=== Begin Enclosure ===

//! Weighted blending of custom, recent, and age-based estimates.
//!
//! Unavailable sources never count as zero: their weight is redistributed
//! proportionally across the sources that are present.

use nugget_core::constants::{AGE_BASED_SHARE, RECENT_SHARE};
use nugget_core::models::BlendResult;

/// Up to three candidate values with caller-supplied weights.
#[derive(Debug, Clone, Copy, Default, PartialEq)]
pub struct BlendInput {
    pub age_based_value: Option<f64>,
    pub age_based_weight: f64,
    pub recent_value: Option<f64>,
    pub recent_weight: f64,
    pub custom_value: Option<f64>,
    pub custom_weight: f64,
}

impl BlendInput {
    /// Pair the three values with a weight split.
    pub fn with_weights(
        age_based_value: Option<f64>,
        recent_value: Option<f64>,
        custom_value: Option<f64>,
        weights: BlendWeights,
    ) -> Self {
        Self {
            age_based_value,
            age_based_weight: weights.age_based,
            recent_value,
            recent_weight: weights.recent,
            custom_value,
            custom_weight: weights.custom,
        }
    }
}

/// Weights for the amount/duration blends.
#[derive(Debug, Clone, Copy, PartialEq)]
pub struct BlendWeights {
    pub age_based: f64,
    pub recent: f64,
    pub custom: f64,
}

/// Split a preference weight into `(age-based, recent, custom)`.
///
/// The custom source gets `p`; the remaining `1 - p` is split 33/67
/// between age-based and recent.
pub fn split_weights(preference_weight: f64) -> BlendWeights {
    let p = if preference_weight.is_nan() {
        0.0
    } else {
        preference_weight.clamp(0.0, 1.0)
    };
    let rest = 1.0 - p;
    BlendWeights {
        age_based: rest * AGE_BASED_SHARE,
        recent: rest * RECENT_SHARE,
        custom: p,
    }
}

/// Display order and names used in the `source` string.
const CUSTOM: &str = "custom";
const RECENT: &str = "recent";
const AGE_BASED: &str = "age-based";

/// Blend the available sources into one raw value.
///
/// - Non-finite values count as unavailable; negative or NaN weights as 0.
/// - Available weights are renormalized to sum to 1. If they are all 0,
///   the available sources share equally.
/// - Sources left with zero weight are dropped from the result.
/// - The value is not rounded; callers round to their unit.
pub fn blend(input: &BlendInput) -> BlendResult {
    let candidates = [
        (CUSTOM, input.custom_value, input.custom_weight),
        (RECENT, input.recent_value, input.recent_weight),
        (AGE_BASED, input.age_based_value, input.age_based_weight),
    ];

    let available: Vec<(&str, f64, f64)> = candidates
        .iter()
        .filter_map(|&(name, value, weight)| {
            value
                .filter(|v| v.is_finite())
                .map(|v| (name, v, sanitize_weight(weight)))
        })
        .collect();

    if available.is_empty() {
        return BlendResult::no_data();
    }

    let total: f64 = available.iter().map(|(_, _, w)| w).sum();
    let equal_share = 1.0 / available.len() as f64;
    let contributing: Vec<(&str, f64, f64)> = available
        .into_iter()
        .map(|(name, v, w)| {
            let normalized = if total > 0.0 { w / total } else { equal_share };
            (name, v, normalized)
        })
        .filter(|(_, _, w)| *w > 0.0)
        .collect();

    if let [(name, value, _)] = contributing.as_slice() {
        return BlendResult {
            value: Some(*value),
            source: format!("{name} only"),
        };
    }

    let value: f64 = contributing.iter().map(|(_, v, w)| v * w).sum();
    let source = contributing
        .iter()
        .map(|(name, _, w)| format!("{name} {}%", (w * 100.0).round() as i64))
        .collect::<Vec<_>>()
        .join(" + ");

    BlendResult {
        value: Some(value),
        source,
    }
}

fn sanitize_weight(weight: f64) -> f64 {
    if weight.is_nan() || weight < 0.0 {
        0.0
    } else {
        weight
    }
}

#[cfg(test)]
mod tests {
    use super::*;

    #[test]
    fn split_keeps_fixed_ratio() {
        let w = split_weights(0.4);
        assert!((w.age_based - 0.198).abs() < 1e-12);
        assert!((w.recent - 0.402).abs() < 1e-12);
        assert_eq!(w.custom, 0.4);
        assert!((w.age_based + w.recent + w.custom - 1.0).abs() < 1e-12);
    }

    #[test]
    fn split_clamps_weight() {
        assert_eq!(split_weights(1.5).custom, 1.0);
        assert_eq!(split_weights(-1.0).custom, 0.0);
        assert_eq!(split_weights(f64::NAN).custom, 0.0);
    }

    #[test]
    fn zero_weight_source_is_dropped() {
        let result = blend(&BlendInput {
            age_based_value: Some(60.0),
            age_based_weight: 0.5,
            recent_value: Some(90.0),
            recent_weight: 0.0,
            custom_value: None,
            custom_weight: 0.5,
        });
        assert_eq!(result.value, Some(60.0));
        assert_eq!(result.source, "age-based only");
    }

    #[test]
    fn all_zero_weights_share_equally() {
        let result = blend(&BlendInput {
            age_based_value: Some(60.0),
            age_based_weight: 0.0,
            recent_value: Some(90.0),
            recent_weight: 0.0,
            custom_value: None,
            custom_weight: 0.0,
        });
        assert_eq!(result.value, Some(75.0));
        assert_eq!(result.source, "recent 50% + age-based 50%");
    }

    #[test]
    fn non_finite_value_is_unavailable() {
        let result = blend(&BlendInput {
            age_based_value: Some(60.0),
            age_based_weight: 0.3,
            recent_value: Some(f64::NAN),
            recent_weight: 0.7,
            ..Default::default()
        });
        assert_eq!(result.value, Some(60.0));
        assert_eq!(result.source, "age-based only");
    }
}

=== End Enclosure ===

*WHAT TO PRODUCE*
From the first line to the last, please write out the entries exactly.

*ANSWER FOR THIS EXERCISE*
//! Weighted blending of custom, recent, and age-based estimates.
//!
//! Unavailable sources never count as zero: their weight is redistributed
//! proportionally across the sources that are present.

use nugget_core::constants::{AGE_BASED_SHARE, RECENT_SHARE};
use nugget_core::models::BlendResult;

/// Up to three candidate values with caller-supplied weights.
#[derive(Debug, Clone, Copy, Default, PartialEq)]
pub struct BlendInput {
    pub age_based_value: Option<f64>,
    pub age_based_weight: f64,
    pub recent_value: Option<f64>,
    pub recent_weight: f64,
    pub custom_value: Option<f64>,
    pub custom_weight: f64,
}

impl BlendInput {
    /// Pair the three values with a weight split.
    pub fn with_weights(
        age_based_value: Option<f64>,
        recent_value: Option<f64>,
        custom_value: Option<f64>,
        weights: BlendWeights,
    ) -> Self {
        Self {
            age_based_value,
            age_based_weight: weights.age_based,
            recent_value,
            recent_weight: weights.recent,
            custom_value,
            custom_weight: weights.custom,
        }
    }
}

/// Weights for the amount/duration blends.
#[derive(Debug, Clone, Copy, PartialEq)]
pub struct BlendWeights {
    pub age_based: f64,
    pub recent: f64,
    pub custom: f64,
}

/// Split a preference weight into `(age-based, recent, custom)`.
///
/// The custom source gets `p`; the remaining `1 - p` is split 33/67
/// between age-based and recent.
pub fn split_weights(preference_weight: f64) -> BlendWeights {
    let p = if preference_weight.is_nan() {
        0.0
    } else {
        preference_weight.clamp(0.0, 1.0)
    };
    let rest = 1.0 - p;
    BlendWeights {
        age_based: rest * AGE_BASED_SHARE,
        recent: rest * RECENT_SHARE,
        custom: p,
    }
}

/// Display order and names used in the `source` string.
const CUSTOM: &str = "custom";
const RECENT: &str = "recent";
const AGE_BASED: &str = "age-based";

/// Blend the available sources into one raw value.
///
/// - Non-finite values count as unavailable; negative or NaN weights as 0.
/// - Available weights are renormalized to sum to 1. If they are all 0,
///   the available sources share equally.
/// - Sources left with zero weight are dropped from the result.
/// - The value is not rounded; callers round to their unit.
pub fn blend(input: &BlendInput) -> BlendResult {
    let candidates = [
        (CUSTOM, input.custom_value, input.custom_weight),
        (RECENT, input.recent_value, input.recent_weight),
        (AGE_BASED, input.age_based_value, input.age_based_weight),
    ];

    let available: Vec<(&str, f64, f64)> = candidates
        .iter()
        .filter_map(|&(name, value, weight)| {
            value
                .filter(|v| v.is_finite())
                .map(|v| (name, v, sanitize_weight(weight)))
        })
        .collect();

    if available.is_empty() {
        return BlendResult::no_data();
    }

    let total: f64 = available.iter().map(|(_, _, w)| w).sum();
    let equal_share = 1.0 / available.len() as f64;
    let contributing: Vec<(&str, f64, f64)> = available
        .into_iter()
        .map(|(name, v, w)| {
            let normalized = if total > 0.0 { w / total } else { equal_share };
            (name, v, normalized)
        })
        .filter(|(_, _, w)| *w > 0.0)
        .collect();

    if let [(name, value, _)] = contributing.as_slice() {
        return BlendResult {
            value: Some(*value),
            source: format!("{name} only"),
        };
    }

    let value: f64 = contributing.iter().map(|(_, v, w)| v * w).sum();
    let source = contributing
        .iter()
        .map(|(name, _, w)| format!("{name} {}%", (w * 100.0).round() as i64))
        .collect::<Vec<_>>()
        .join(" + ");

    BlendResult {
        value: Some(value),
        source,
    }
}

fn sanitize_weight(weight: f64) -> f64 {
    if weight.is_nan() || weight < 0.0 {
        0.0
    } else {
        weight
    }
}

#[cfg(test)]
mod tests {
    use super::*;

    #[test]
    fn split_keeps_fixed_ratio() {
        let w = split_weights(0.4);
        assert!((w.age_based - 0.198).abs() < 1e-12);
        assert!((w.recent - 0.402).abs() < 1e-12);
        assert_eq!(w.custom, 0.4);
        assert!((w.age_based + w.recent + w.custom - 1.0).abs() < 1e-12);
    }

    #[test]
    fn split_clamps_weight() {
        assert_eq!(split_weights(1.5).custom, 1.0);
        assert_eq!(split_weights(-1.0).custom, 0.0);
        assert_eq!(split_weights(f64::NAN).custom, 0.0);
    }

    #[test]
    fn zero_weight_source_is_dropped() {
        let result = blend(&BlendInput {
            age_based_value: Some(60.0),
            age_based_weight: 0.5,
            recent_value: Some(90.0),
            recent_weight: 0.0,
            custom_value: None,
            custom_weight: 0.5,
        });
        assert_eq!(result.value, Some(60.0));
        assert_eq!(result.source, "age-based only");
    }

    #[test]
    fn all_zero_weights_share_equally() {
        let result = blend(&BlendInput {
            age_based_value: Some(60.0),
            age_based_weight: 0.0,
            recent_value: Some(90.0),
            recent_weight: 0.0,
            custom_value: None,
            custom_weight: 0.0,
        });
        assert_eq!(result.value, Some(75.0));
        assert_eq!(result.source, "recent 50% + age-based 50%");
    }

    #[test]
    fn non_finite_value_is_unavailable() {
        let result = blend(&BlendInput {
            age_based_value: Some(60.0),
            age_based_weight: 0.3,
            recent_value: Some(f64::NAN),
            recent_weight: 0.7,
            ..Default::default()
        });
        assert_eq!(result.value, Some(60.0));
        assert_eq!(result.source, "age-based only");
    }
}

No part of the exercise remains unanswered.